/---

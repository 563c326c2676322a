//! SQL schema for the Tavis SQLite store.
//!
//! Executed once at connection startup via `PRAGMA user_version`. Future
//! migrations will be gated on that version number.

/// Full schema DDL; idempotent thanks to `CREATE TABLE IF NOT EXISTS`.
pub const SCHEMA: &str = "
PRAGMA journal_mode = WAL;
PRAGMA foreign_keys = ON;

-- The full record is stored as JSON; the extra columns exist only for
-- lookup and stay in sync with the payload on every upsert.
CREATE TABLE IF NOT EXISTS customers (
    customer_id     TEXT PRIMARY KEY,
    external_id     TEXT,
    conversation_id TEXT,
    record_json     TEXT NOT NULL
);

CREATE TABLE IF NOT EXISTS conversations (
    conversation_id  TEXT PRIMARY KEY,
    participant_id   TEXT NOT NULL,
    participant_name TEXT,
    last_message_at  TEXT,            -- ISO 8601 UTC
    agent            TEXT
);

-- Messages are immutable after first write.
-- Repeated upserts with a seen message_id are no-ops (INSERT OR IGNORE).
CREATE TABLE IF NOT EXISTS messages (
    message_id      TEXT PRIMARY KEY,
    conversation_id TEXT NOT NULL REFERENCES conversations(conversation_id),
    from_id         TEXT NOT NULL,
    from_name       TEXT,
    content         TEXT,
    attachment_json TEXT,             -- JSON-encoded Attachment or NULL
    created_at      TEXT NOT NULL
);

CREATE INDEX IF NOT EXISTS customers_external_idx     ON customers(external_id);
CREATE INDEX IF NOT EXISTS customers_conversation_idx ON customers(conversation_id);
CREATE INDEX IF NOT EXISTS messages_conversation_idx  ON messages(conversation_id, created_at DESC);

PRAGMA user_version = 1;
";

\---

» Assignment:
Above are the records; retype them all without a single difference.

» Solution to this task:
repository 563c326c2676322a
//! SQL schema for the Tavis SQLite store.
//!
//! Executed once at connection startup via `PRAGMA user_version`. Future
//! migrations will be gated on that version number.

/// Full schema DDL; idempotent thanks to `CREATE TABLE IF NOT EXISTS`.
pub const SCHEMA: &str = "
PRAGMA journal_mode = WAL;
PRAGMA foreign_keys = ON;

-- The full record is stored as JSON; the extra columns exist only for
-- lookup and stay in sync with the payload on every upsert.
CREATE TABLE IF NOT EXISTS customers (
    customer_id     TEXT PRIMARY KEY,
    external_id     TEXT,
    conversation_id TEXT,
    record_json     TEXT NOT NULL
);

CREATE TABLE IF NOT EXISTS conversations (
    conversation_id  TEXT PRIMARY KEY,
    participant_id   TEXT NOT NULL,
    participant_name TEXT,
    last_message_at  TEXT,            -- ISO 8601 UTC
    agent            TEXT
);

-- Messages are immutable after first write.
-- Repeated upserts with a seen message_id are no-ops (INSERT OR IGNORE).
CREATE TABLE IF NOT EXISTS messages (
    message_id      TEXT PRIMARY KEY,
    conversation_id TEXT NOT NULL REFERENCES conversations(conversation_id),
    from_id         TEXT NOT NULL,
    from_name       TEXT,
    content         TEXT,
    attachment_json TEXT,             -- JSON-encoded Attachment or NULL
    created_at      TEXT NOT NULL
);

CREATE INDEX IF NOT EXISTS customers_external_idx     ON customers(external_id);
CREATE INDEX IF NOT EXISTS customers_conversation_idx ON customers(conversation_id);
CREATE INDEX IF NOT EXISTS messages_conversation_idx  ON messages(conversation_id, created_at DESC);

PRAGMA user_version = 1;
";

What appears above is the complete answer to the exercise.